Updated on March 27 at 7:22 p.m. ET.

To lure more investment to Tibet, Chinese authorities have announced a sweetener to would-be investors: Move your family to the region, spend three years there and invest 3 million yuan (US$415,000) – and your teenage children will have a better chance of gaining entry to a good university.

Every June, millions of Chinese high school students take the grueling “gaokao” college entrance exams, but the admissions scores to the country’s 1,200 universities vary among the provinces according to the number of their inhabitants.

Residents of Beijing and Shanghai face the stiffest competition.
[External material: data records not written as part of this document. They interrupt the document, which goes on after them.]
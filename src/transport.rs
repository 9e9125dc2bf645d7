//! Newline-delimited JSON transport
//!
//! Each input line is a call `{"id": .., "path": "metrics.query", "input": {..}}`;
//! each output line is `{"id": .., "result": ..}` or `{"id": .., "error": ..}`.
//! Calls run concurrently, so replies may arrive out of order and are matched
//! by `id`.

use serde::{Deserialize, Serialize};
use serde_json::Value;
use std::sync::Arc;
use ticket_metrics::rpc::{CompiledRouter, RpcError};
use tokio::io::{AsyncBufRead, AsyncBufReadExt, AsyncWrite, AsyncWriteExt};
use tokio::sync::mpsc;
use tracing::{debug, warn};

use crate::rpc::AppContext;

/// Replies buffered ahead of the writer
const REPLY_BUFFER: usize = 256;

#[derive(Debug, Deserialize)]
struct Call {
    #[serde(default)]
    id: Value,
    path: String,
    #[serde(default)]
    input: Value,
}

#[derive(Debug, Serialize)]
#[serde(untagged)]
enum Reply {
    Ok { id: Value, result: Value },
    Err { id: Value, error: RpcError },
}

impl Reply {
    fn encode(&self) -> String {
        serde_json::to_string(self).unwrap_or_else(|e| {
            warn!(error = %e, "failed to encode reply");
            r#"{"id":null,"error":{"code":"SERIALIZATION_ERROR","message":"failed to encode reply"}}"#
                .to_string()
        })
    }
}

/// Handle a single line and return the encoded reply.
pub async fn handle_line(router: &CompiledRouter<AppContext>, line: &str) -> String {
    let call: Call = match serde_json::from_str(line) {
        Ok(call) => call,
        Err(e) => {
            debug!(error = %e, "malformed call");
            return Reply::Err {
                id: Value::Null,
                error: RpcError::bad_request(format!("malformed call: {}", e)),
            }
            .encode();
        }
    };

    let reply = match router.call(&call.path, call.input).await {
        Ok(result) => Reply::Ok {
            id: call.id,
            result,
        },
        Err(error) => Reply::Err { id: call.id, error },
    };
    reply.encode()
}

/// Serve calls from `reader` until it is exhausted, writing replies to `writer`.
pub async fn serve<R, W>(
    router: Arc<CompiledRouter<AppContext>>,
    reader: R,
    mut writer: W,
) -> std::io::Result<()>
where
    R: AsyncBufRead + Unpin,
    W: AsyncWrite + Unpin,
{
    let (tx, mut rx) = mpsc::channel::<String>(REPLY_BUFFER);
    let mut lines = reader.lines();

    let reading = async move {
        while let Some(line) = lines.next_line().await? {
            if line.trim().is_empty() {
                continue;
            }
            let router = router.clone();
            let tx = tx.clone();
            tokio::spawn(async move {
                let reply = handle_line(&router, &line).await;
                let _ = tx.send(reply).await;
            });
        }
        Ok::<_, std::io::Error>(())
    };

    let writing = async move {
        while let Some(reply) = rx.recv().await {
            writer.write_all(reply.as_bytes()).await?;
            writer.write_all(b"\n").await?;
            writer.flush().await?;
        }
        Ok::<_, std::io::Error>(())
    };

    let (read, written) = tokio::join!(reading, writing);
    read?;
    written
}
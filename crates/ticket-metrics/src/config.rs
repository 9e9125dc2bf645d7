//! Service configuration
//!
//! [`ServiceConfig`] bundles the cache policy with the facade and store
//! settings. Values come from defaults, then `TICKET_METRICS_*` environment
//! variables, then whatever the caller overrides with the `with_*` builders.
//!
//! # Example
//! ```rust,ignore
//! use ticket_metrics::{CacheConfig, ServiceConfig};
//! use std::time::Duration;
//!
//! let config = ServiceConfig::from_env()
//!     .with_request_timeout(Duration::from_secs(2))
//!     .with_cache(CacheConfig::new().with_max_entries(500));
//! config.validate()?;
//! ```

use std::env;
use std::fmt;
use std::path::PathBuf;
use std::time::Duration;
use tracing::warn;

use crate::cache::{
    CacheConfig, InvalidationGranularity, InvalidationMode, MAX_WINDOW_GRANULARITY_SECS,
};

/// Prefix shared by every environment variable read by [`ServiceConfig::from_env`].
pub const ENV_PREFIX: &str = "TICKET_METRICS_";

/// Default facade timeout (5 seconds)
pub const DEFAULT_REQUEST_TIMEOUT_MS: u64 = 5_000;

pub const DEFAULT_MAX_CONNECTIONS: u32 = 5;

/// Default interval of the background expired-entry sweep (1 minute)
pub const DEFAULT_CLEANUP_INTERVAL_SECS: u64 = 60;

/// Error type for configuration validation failures.
#[derive(Debug, Clone, PartialEq, Eq)]
#[non_exhaustive]
pub enum ConfigValidationError {
    /// request_timeout must be greater than 0
    InvalidRequestTimeout,
    /// cache.default_ttl must be greater than 0
    InvalidTtl,
    /// cache.max_entries must be greater than 0
    InvalidMaxEntries,
    /// cache.window_granularity must be at least one second
    InvalidWindowGranularity,
    /// cache.window_granularity must be at most one day
    WindowGranularityTooLarge,
    /// max_connections must be greater than 0
    InvalidMaxConnections,
    /// cleanup_interval must be greater than 0
    InvalidCleanupInterval,
}

impl fmt::Display for ConfigValidationError {
    fn fmt(&self, f: &mut fmt::Formatter<'_>) -> fmt::Result {
        match self {
            Self::InvalidRequestTimeout => write!(f, "request_timeout must be greater than 0"),
            Self::InvalidTtl => write!(f, "cache.default_ttl must be greater than 0"),
            Self::InvalidMaxEntries => write!(f, "cache.max_entries must be greater than 0"),
            Self::InvalidWindowGranularity => {
                write!(f, "cache.window_granularity must be at least one second")
            }
            Self::WindowGranularityTooLarge => {
                write!(f, "cache.window_granularity must be at most one day")
            }
            Self::InvalidMaxConnections => write!(f, "max_connections must be greater than 0"),
            Self::InvalidCleanupInterval => write!(f, "cleanup_interval must be greater than 0"),
        }
    }
}

impl std::error::Error for ConfigValidationError {}

/// Top-level configuration for the metrics service.
#[derive(Debug, Clone)]
pub struct ServiceConfig {
    pub cache: CacheConfig,
    /// Longest a caller waits for a result
    pub request_timeout: Duration,
    /// SQLite file; `None` keeps the store in memory
    pub database_path: Option<PathBuf>,
    pub max_connections: u32,
    pub cleanup_interval: Duration,
}

impl ServiceConfig {
    pub fn new() -> Self {
        Self {
            cache: CacheConfig::new(),
            request_timeout: Duration::from_millis(DEFAULT_REQUEST_TIMEOUT_MS),
            database_path: None,
            max_connections: DEFAULT_MAX_CONNECTIONS,
            cleanup_interval: Duration::from_secs(DEFAULT_CLEANUP_INTERVAL_SECS),
        }
    }

    /// Defaults overlaid with `TICKET_METRICS_*` environment variables.
    ///
    /// Unparseable values are logged and ignored.
    pub fn from_env() -> Self {
        Self::from_lookup(|key| env::var(key).ok())
    }

    /// Like [`from_env`](Self::from_env) with a custom variable source.
    pub fn from_lookup<F>(lookup: F) -> Self
    where
        F: Fn(&str) -> Option<String>,
    {
        let env = EnvReader { lookup };
        let mut config = Self::new();

        if let Some(secs) = env.parsed::<u64>("CACHE_TTL_SECS") {
            config.cache.default_ttl = Duration::from_secs(secs);
        }
        if let Some(max) = env.parsed::<usize>("CACHE_MAX_ENTRIES") {
            config.cache.max_entries = max;
        }
        if let Some(enabled) = env.bool("CACHE_ENABLED") {
            config.cache.enabled = enabled;
        }
        if let Some(serve_stale) = env.bool("SERVE_STALE") {
            config.cache.serve_stale_while_refreshing = serve_stale;
        }
        if let Some(secs) = env.parsed::<u64>("WINDOW_GRANULARITY_SECS") {
            config.cache.window_granularity = Duration::from_secs(secs);
        }
        if let Some(granularity) = env.parsed::<InvalidationGranularity>("INVALIDATION_GRANULARITY")
        {
            config.cache.invalidation_granularity = granularity;
        }
        if let Some(mode) = env.parsed::<InvalidationMode>("INVALIDATION_MODE") {
            config.cache.invalidation_mode = mode;
        }
        if let Some(ms) = env.parsed::<u64>("REQUEST_TIMEOUT_MS") {
            config.request_timeout = Duration::from_millis(ms);
        }
        if let Some(path) = env.value("DATABASE_PATH") {
            config.database_path = Some(PathBuf::from(path));
        }
        if let Some(max) = env.parsed::<u32>("MAX_CONNECTIONS") {
            config.max_connections = max;
        }
        if let Some(secs) = env.parsed::<u64>("CLEANUP_INTERVAL_SECS") {
            config.cleanup_interval = Duration::from_secs(secs);
        }

        config
    }

    /// Validate the configuration.
    pub fn validate(&self) -> Result<(), ConfigValidationError> {
        if self.request_timeout.is_zero() {
            return Err(ConfigValidationError::InvalidRequestTimeout);
        }
        if self.cache.default_ttl.is_zero() {
            return Err(ConfigValidationError::InvalidTtl);
        }
        if self.cache.max_entries == 0 {
            return Err(ConfigValidationError::InvalidMaxEntries);
        }
        if self.cache.window_granularity < Duration::from_secs(1) {
            return Err(ConfigValidationError::InvalidWindowGranularity);
        }
        if self.cache.window_granularity > Duration::from_secs(MAX_WINDOW_GRANULARITY_SECS) {
            return Err(ConfigValidationError::WindowGranularityTooLarge);
        }
        if self.max_connections == 0 {
            return Err(ConfigValidationError::InvalidMaxConnections);
        }
        if self.cleanup_interval.is_zero() {
            return Err(ConfigValidationError::InvalidCleanupInterval);
        }
        Ok(())
    }

    #[must_use = "This method returns a new ServiceConfig and does not modify self"]
    pub fn with_cache(mut self, cache: CacheConfig) -> Self {
        self.cache = cache;
        self
    }

    #[must_use = "This method returns a new ServiceConfig and does not modify self"]
    pub fn with_request_timeout(mut self, timeout: Duration) -> Self {
        self.request_timeout = timeout;
        self
    }

    #[must_use = "This method returns a new ServiceConfig and does not modify self"]
    pub fn with_database_path(mut self, path: impl Into<PathBuf>) -> Self {
        self.database_path = Some(path.into());
        self
    }

    #[must_use = "This method returns a new ServiceConfig and does not modify self"]
    pub fn with_max_connections(mut self, max: u32) -> Self {
        self.max_connections = max;
        self
    }

    #[must_use = "This method returns a new ServiceConfig and does not modify self"]
    pub fn with_cleanup_interval(mut self, interval: Duration) -> Self {
        self.cleanup_interval = interval;
        self
    }
}

impl Default for ServiceConfig {
    fn default() -> Self {
        Self::new()
    }
}

struct EnvReader<F> {
    lookup: F,
}

impl<F> EnvReader<F>
where
    F: Fn(&str) -> Option<String>,
{
    fn value(&self, name: &str) -> Option<String> {
        (self.lookup)(&format!("{}{}", ENV_PREFIX, name))
            .map(|v| v.trim().to_string())
            .filter(|v| !v.is_empty())
    }

    fn parsed<T>(&self, name: &str) -> Option<T>
    where
        T: std::str::FromStr,
        T::Err: fmt::Display,
    {
        let raw = self.value(name)?;
        match raw.parse::<T>() {
            Ok(value) => Some(value),
            Err(e) => {
                warn!(variable = %format!("{}{}", ENV_PREFIX, name), value = %raw, error = %e, "ignoring invalid environment value");
                None
            }
        }
    }

    fn bool(&self, name: &str) -> Option<bool> {
        let raw = self.value(name)?;
        match raw.to_lowercase().as_str() {
            "1" | "true" | "t" | "yes" | "y" | "on" => Some(true),
            "0" | "false" | "f" | "no" | "n" | "off" => Some(false),
            _ => {
                warn!(variable = %format!("{}{}", ENV_PREFIX, name), value = %raw, "ignoring invalid boolean");
                None
            }
        }
    }
}

#[cfg(test)]
mod tests {
    use super::*;
    use std::collections::HashMap;

    fn lookup(pairs: &[(&str, &str)]) -> impl Fn(&str) -> Option<String> {
        let map: HashMap<String, String> = pairs
            .iter()
            .map(|(k, v)| (format!("{}{}", ENV_PREFIX, k), v.to_string()))
            .collect();
        move |key| map.get(key).cloned()
    }

    #[test]
    fn test_defaults_are_valid() {
        let config = ServiceConfig::new();
        assert!(config.validate().is_ok());
        assert_eq!(config.request_timeout, Duration::from_secs(5));
        assert_eq!(config.database_path, None);
    }

    #[test]
    fn test_from_lookup_reads_every_variable() {
        let config = ServiceConfig::from_lookup(lookup(&[
            ("CACHE_TTL_SECS", "30"),
            ("CACHE_MAX_ENTRIES", "64"),
            ("CACHE_ENABLED", "no"),
            ("SERVE_STALE", "false"),
            ("WINDOW_GRANULARITY_SECS", "300"),
            ("INVALIDATION_GRANULARITY", "bucket"),
            ("INVALIDATION_MODE", "mark_stale"),
            ("REQUEST_TIMEOUT_MS", "750"),
            ("DATABASE_PATH", "/tmp/tickets.db"),
            ("MAX_CONNECTIONS", "2"),
            ("CLEANUP_INTERVAL_SECS", "15"),
        ]));

        assert_eq!(config.cache.default_ttl, Duration::from_secs(30));
        assert_eq!(config.cache.max_entries, 64);
        assert!(!config.cache.enabled);
        assert!(!config.cache.serve_stale_while_refreshing);
        assert_eq!(config.cache.window_granularity, Duration::from_secs(300));
        assert_eq!(
            config.cache.invalidation_granularity,
            InvalidationGranularity::Bucket
        );
        assert_eq!(config.cache.invalidation_mode, InvalidationMode::MarkStale);
        assert_eq!(config.request_timeout, Duration::from_millis(750));
        assert_eq!(config.database_path, Some(PathBuf::from("/tmp/tickets.db")));
        assert_eq!(config.max_connections, 2);
        assert_eq!(config.cleanup_interval, Duration::from_secs(15));
    }

    #[test]
    fn test_invalid_values_fall_back_to_defaults() {
        let config = ServiceConfig::from_lookup(lookup(&[
            ("CACHE_TTL_SECS", "soon"),
            ("CACHE_ENABLED", "maybe"),
            ("INVALIDATION_MODE", "shred"),
            ("DATABASE_PATH", "   "),
        ]));
        assert_eq!(config.cache.default_ttl, Duration::from_secs(300));
        assert!(config.cache.enabled);
        assert_eq!(config.cache.invalidation_mode, InvalidationMode::Evict);
        assert_eq!(config.database_path, None);
    }

    #[test]
    fn test_validate() {
        let zero_timeout = ServiceConfig::new().with_request_timeout(Duration::ZERO);
        assert_eq!(
            zero_timeout.validate(),
            Err(ConfigValidationError::InvalidRequestTimeout)
        );

        let fine_grained = ServiceConfig::new().with_cache(
            CacheConfig::new().with_window_granularity(Duration::from_millis(100)),
        );
        assert_eq!(
            fine_grained.validate(),
            Err(ConfigValidationError::InvalidWindowGranularity)
        );

        let coarse = ServiceConfig::new().with_cache(
            CacheConfig::new().with_window_granularity(Duration::from_secs(i64::MAX as u64)),
        );
        assert_eq!(
            coarse.validate(),
            Err(ConfigValidationError::WindowGranularityTooLarge)
        );
        let one_day = ServiceConfig::new().with_cache(
            CacheConfig::new().with_window_granularity(Duration::from_secs(86_400)),
        );
        assert!(one_day.validate().is_ok());

        let no_room = ServiceConfig::new().with_cache(CacheConfig::new().with_max_entries(0));
        assert_eq!(no_room.validate(), Err(ConfigValidationError::InvalidMaxEntries));
    }

    #[test]
    fn test_error_display() {
        assert_eq!(
            ConfigValidationError::InvalidMaxConnections.to_string(),
            "max_connections must be greater than 0"
        );
    }
}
But Tibet offers its students one of the lowest college entry barriers via preferential conditions meant to give ethnic Tibetans an advantage.

For example, a student in Tibet who scored at least 300 points out of 750 on the exam would have qualified to get into most universities, but those taking the exam in Beijing would have needed a score of 448 to enter the same schools, said Frank Lehberger, a senior research fellow at the Usanas Foundation, an Indian think tank.

Chinese parents have picked up on this discrepancy and some have become “gaokao” migrants, moving part or all the family to more advantageous locations just so their children would have an easier time getting into university.

“This rationale entices many Chinese families to migrate to places with low population and high preferential ‘affirmative action programs,’” Lehberger said.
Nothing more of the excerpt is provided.